(Saved entries)
□ □ □ □

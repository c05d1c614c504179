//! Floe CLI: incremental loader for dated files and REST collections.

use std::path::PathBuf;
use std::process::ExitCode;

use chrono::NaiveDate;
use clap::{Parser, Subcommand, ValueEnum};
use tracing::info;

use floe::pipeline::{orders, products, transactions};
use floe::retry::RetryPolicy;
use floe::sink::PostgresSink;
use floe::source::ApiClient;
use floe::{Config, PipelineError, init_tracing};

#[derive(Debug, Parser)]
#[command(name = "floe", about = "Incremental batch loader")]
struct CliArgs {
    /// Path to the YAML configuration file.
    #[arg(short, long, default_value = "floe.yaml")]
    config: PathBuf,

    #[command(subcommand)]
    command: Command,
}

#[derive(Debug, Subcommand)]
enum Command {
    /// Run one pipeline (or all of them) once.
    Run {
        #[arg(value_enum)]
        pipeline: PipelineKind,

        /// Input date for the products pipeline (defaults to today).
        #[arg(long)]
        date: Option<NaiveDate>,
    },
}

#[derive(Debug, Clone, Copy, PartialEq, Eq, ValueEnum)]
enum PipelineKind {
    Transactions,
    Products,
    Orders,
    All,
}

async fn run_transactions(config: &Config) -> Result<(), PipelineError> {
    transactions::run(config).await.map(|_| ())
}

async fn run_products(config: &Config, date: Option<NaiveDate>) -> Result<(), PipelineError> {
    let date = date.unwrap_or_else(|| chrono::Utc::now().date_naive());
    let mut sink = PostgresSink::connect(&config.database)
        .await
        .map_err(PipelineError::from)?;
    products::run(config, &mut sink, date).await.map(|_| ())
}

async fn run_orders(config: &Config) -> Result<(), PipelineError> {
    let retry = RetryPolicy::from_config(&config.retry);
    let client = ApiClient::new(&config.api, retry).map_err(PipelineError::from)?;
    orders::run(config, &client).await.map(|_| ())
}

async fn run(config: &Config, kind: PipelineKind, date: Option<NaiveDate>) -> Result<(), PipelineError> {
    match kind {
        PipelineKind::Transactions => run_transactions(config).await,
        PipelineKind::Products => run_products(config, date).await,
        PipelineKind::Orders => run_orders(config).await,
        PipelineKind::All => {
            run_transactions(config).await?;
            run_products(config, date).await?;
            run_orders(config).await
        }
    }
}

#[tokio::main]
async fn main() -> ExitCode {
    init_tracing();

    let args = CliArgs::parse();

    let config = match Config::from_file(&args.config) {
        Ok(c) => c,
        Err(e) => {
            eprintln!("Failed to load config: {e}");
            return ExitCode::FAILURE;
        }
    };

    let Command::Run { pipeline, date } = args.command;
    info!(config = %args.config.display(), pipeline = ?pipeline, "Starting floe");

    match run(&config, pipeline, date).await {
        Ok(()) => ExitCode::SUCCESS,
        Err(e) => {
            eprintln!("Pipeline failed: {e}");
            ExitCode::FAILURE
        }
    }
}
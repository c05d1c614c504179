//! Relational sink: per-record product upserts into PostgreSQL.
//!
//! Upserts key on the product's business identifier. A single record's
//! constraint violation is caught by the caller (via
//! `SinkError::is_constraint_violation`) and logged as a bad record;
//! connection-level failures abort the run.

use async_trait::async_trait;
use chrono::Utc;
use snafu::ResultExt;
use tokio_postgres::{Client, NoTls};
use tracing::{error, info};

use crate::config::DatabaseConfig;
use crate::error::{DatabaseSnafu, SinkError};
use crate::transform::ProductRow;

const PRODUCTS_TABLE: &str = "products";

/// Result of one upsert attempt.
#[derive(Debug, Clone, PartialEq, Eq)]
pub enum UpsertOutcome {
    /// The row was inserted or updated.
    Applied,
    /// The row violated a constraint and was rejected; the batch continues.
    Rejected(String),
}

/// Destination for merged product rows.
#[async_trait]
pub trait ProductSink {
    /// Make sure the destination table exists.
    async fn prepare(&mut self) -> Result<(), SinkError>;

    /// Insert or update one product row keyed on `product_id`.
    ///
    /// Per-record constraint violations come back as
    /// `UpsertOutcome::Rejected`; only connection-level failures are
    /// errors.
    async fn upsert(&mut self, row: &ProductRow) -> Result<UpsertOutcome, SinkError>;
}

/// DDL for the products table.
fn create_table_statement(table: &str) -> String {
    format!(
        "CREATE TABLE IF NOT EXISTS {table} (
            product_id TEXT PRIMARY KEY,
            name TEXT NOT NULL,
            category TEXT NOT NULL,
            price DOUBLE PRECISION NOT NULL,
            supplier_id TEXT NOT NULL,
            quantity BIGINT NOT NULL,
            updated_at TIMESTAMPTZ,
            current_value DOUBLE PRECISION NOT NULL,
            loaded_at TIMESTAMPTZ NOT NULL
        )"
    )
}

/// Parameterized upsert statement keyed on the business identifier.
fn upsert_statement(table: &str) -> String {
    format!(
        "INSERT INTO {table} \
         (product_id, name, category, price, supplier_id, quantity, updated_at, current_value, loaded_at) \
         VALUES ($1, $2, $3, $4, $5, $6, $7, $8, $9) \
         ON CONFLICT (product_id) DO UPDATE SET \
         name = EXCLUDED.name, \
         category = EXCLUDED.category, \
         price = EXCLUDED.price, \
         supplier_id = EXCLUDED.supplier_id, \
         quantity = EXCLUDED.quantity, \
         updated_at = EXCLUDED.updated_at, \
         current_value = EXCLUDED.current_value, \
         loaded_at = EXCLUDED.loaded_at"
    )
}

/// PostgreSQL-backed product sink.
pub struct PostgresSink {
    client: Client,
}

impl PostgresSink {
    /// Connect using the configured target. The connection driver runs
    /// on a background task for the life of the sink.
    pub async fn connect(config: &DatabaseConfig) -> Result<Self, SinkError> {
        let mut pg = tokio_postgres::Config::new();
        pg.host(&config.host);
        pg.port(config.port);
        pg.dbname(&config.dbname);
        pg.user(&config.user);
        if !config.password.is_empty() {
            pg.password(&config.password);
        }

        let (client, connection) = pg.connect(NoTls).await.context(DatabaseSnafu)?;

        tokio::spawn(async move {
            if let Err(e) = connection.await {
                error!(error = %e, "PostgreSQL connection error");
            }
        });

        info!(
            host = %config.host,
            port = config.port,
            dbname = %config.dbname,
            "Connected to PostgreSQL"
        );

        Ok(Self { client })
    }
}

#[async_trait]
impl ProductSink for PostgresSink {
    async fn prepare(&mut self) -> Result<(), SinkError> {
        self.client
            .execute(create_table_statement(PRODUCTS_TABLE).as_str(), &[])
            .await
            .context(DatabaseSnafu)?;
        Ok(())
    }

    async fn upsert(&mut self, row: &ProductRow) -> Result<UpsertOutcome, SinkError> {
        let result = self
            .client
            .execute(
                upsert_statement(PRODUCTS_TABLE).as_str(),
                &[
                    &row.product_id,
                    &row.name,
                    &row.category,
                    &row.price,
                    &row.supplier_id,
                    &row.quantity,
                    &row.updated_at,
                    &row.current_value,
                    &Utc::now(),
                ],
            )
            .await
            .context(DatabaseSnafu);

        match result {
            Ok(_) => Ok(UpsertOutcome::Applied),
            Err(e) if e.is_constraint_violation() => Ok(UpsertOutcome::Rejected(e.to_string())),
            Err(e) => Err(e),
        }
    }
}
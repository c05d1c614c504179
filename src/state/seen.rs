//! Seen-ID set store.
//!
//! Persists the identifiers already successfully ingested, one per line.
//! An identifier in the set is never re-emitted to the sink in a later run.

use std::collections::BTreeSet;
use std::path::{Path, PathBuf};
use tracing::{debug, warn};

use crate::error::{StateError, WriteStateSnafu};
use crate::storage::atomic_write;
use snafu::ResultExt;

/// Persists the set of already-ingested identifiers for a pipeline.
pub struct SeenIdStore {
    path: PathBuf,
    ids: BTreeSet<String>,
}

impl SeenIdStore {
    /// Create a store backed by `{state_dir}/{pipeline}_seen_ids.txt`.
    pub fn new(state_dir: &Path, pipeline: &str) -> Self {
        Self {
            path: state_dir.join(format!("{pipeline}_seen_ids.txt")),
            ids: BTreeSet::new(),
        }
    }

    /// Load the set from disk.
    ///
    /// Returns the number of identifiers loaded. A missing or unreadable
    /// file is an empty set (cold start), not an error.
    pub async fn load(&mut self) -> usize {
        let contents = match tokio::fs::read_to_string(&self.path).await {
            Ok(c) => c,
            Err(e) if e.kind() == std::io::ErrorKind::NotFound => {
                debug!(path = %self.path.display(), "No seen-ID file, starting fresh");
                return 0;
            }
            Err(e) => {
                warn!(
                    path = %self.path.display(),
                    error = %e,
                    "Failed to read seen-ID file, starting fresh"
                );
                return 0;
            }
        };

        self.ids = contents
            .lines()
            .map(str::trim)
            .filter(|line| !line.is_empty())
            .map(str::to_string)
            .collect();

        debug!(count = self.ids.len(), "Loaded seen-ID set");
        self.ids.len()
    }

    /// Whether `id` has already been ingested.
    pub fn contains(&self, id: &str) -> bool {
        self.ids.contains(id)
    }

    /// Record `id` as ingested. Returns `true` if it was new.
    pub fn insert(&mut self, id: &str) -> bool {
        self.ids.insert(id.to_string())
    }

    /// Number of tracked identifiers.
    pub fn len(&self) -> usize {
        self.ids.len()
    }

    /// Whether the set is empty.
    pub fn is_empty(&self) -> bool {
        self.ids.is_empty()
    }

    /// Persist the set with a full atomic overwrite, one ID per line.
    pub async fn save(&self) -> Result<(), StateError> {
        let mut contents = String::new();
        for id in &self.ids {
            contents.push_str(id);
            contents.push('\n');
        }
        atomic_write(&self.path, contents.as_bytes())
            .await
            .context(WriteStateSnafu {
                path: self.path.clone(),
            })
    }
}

□ □ □ □

### DESCRIPTION OF THE TASK
Which of the lines above carry the string "Option"? Pick them out and copy them.

### ANSWER BELOW
        date: Option<NaiveDate>,
async fn run_products(config: &Config, date: Option<NaiveDate>) -> Result<(), PipelineError> {
async fn run(config: &Config, kind: PipelineKind, date: Option<NaiveDate>) -> Result<(), PipelineError> {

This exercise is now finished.